The unarmed victim was seeking help, apparently suffering a personal crisis. CBC News reported the Ojibway man “was in distress from a bear mace attack and was attempting to relieve the burning sensation by removing his clothes and dousing himself in milk.“
Chris Amyotte needed medical assistance. He was punished by lethal violence instead.
The CBC report by Eva Uguen-Csenge is inadequate journalism of the type we see too often from large news operations. The article mentions “bean bag” nine times, which is nine times more than the number of beans on the scene. Also mentioned without comment is this:
VPD Sgt. Steve Addison has said a bean bag shotgun is “a safe and effective less-lethal tool” and “is used as an alternative to lethal force and can be deployed against a person who is acting violently or displaying assaultive behaviour.”
Video shows that Amyotte was not acting violently or displaying assaultive behaviour. His death proves a weapon firing lead shot is not safe.

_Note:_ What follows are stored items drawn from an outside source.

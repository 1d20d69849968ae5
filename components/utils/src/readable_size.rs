// Copyright 2024 stratus
//
// Licensed under the Apache License, Version 2.0 (the "License");
// you may not use this file except in compliance with the License.
// You may obtain a copy of the License at
//
//      http://www.apache.org/licenses/LICENSE-2.0
//
// Unless required by applicable law or agreed to in writing, software
// distributed under the License is distributed on an "AS IS" BASIS,
// WITHOUT WARRANTIES OR CONDITIONS OF ANY KIND, either express or implied.
// See the License for the specific language governing permissions and
// limitations under the License.

use std::{
    fmt::{self, Debug, Display},
    str::FromStr,
};

use serde::{de, Deserialize, Deserializer, Serialize, Serializer};

pub const B: u64 = 1;
pub const KIB: u64 = B << 10;
pub const MIB: u64 = KIB << 10;
pub const GIB: u64 = MIB << 10;

const UNITS: [(&str, u64); 3] = [("GiB", GIB), ("MiB", MIB), ("KiB", KIB)];

/// A byte size that reads and prints in binary units, like `4MiB`.
#[derive(Clone, Copy, Default, PartialEq, Eq, Ord, PartialOrd, Hash)]
pub struct ReadableSize(pub u64);

impl ReadableSize {
    pub const fn kb(count: u64) -> ReadableSize {
        ReadableSize(count * KIB)
    }

    pub const fn mb(count: u64) -> ReadableSize {
        ReadableSize(count * MIB)
    }

    pub const fn gb(count: u64) -> ReadableSize {
        ReadableSize(count * GIB)
    }

    pub const fn as_bytes(self) -> u64 {
        self.0
    }

    pub const fn as_bytes_usize(self) -> usize {
        self.0 as usize
    }
}

impl FromStr for ReadableSize {
    type Err = String;

    fn from_str(s: &str) -> Result<ReadableSize, String> {
        let size_str = s.trim();
        let digits = size_str.chars().take_while(char::is_ascii_digit).count();
        if digits == 0 {
            return Err(format!("{:?} is not a valid size", s));
        }
        let (count, unit) = size_str.split_at(digits);
        let unit = match unit.trim() {
            "" | "B" => B,
            "K" | "KB" | "KiB" => KIB,
            "M" | "MB" | "MiB" => MIB,
            "G" | "GB" | "GiB" => GIB,
            _ => {
                return Err(format!(
                    "only B, K, KiB, M, MiB, G and GiB are supported: {:?}",
                    s
                ))
            }
        };
        let count = count
            .parse::<u64>()
            .map_err(|e| format!("invalid size {:?}: {}", s, e))?;
        count
            .checked_mul(unit)
            .map(ReadableSize)
            .ok_or_else(|| format!("size {:?} overflows", s))
    }
}

impl Display for ReadableSize {
    fn fmt(&self, f: &mut fmt::Formatter<'_>) -> fmt::Result {
        for (name, unit) in UNITS {
            if self.0 != 0 && self.0 % unit == 0 {
                return write!(f, "{}{}", self.0 / unit, name);
            }
        }
        write!(f, "{}B", self.0)
    }
}

impl Debug for ReadableSize {
    fn fmt(&self, f: &mut fmt::Formatter<'_>) -> fmt::Result {
        write!(f, "{}", self)
    }
}

impl Serialize for ReadableSize {
    fn serialize<S: Serializer>(&self, serializer: S) -> Result<S::Ok, S::Error> {
        serializer.serialize_str(&self.to_string())
    }
}

impl<'de> Deserialize<'de> for ReadableSize {
    fn deserialize<D: Deserializer<'de>>(deserializer: D) -> Result<Self, D::Error> {
        let s = String::deserialize(deserializer)?;
        s.parse().map_err(de::Error::custom)
    }
}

The projectiles are more closely related to shotgun shells, while the term “bean bag” reminds us of soft parcels tossed by games playing children. CBS News quoted a gun store owner about use of the lead filled bags:
You don’t aim for someone’s head per se, certainly not on purpose, and you couldn’t even do it if you tried. It veers off course because of its very nature. Think of it as a hacky sack flying through the air. It doesn’t fly like an arrow. It’s ballistically unstable.Police use of bean bag rounds and rubber bullets under scrutiny
Another troubling issue is the apparent ineffectiveness of the Independent Investigations Office (IIO), British Columbia’s police oversight agency. The video in the October 27 CBC report was posted to TikTok days after the August homicide. The dead man’s family member Samantha Wilson said she has been aware of the video for months.
The IIO said they had no knowledge of the video until it was shown to them by CBC.
That raises an obvious question. How thorough is the IIO investigation?
We should wonder why the victim’s family, journalists and others would be aware of the video, but full-time, professional ILO investigators would be unaware months after the incident. Were they even talking to Amyotte’s survivors?
In other public sectors, effective oversight and regulation is difficult. In policing, it seems to be near impossible. According to the American Civil Liberties Union (ACLU):
The bad news is that police abuse is a serious problem. It has a long history, and it seems to defy all attempts at eradication.
This CBC story shows police abuse is not just a problem in the USA.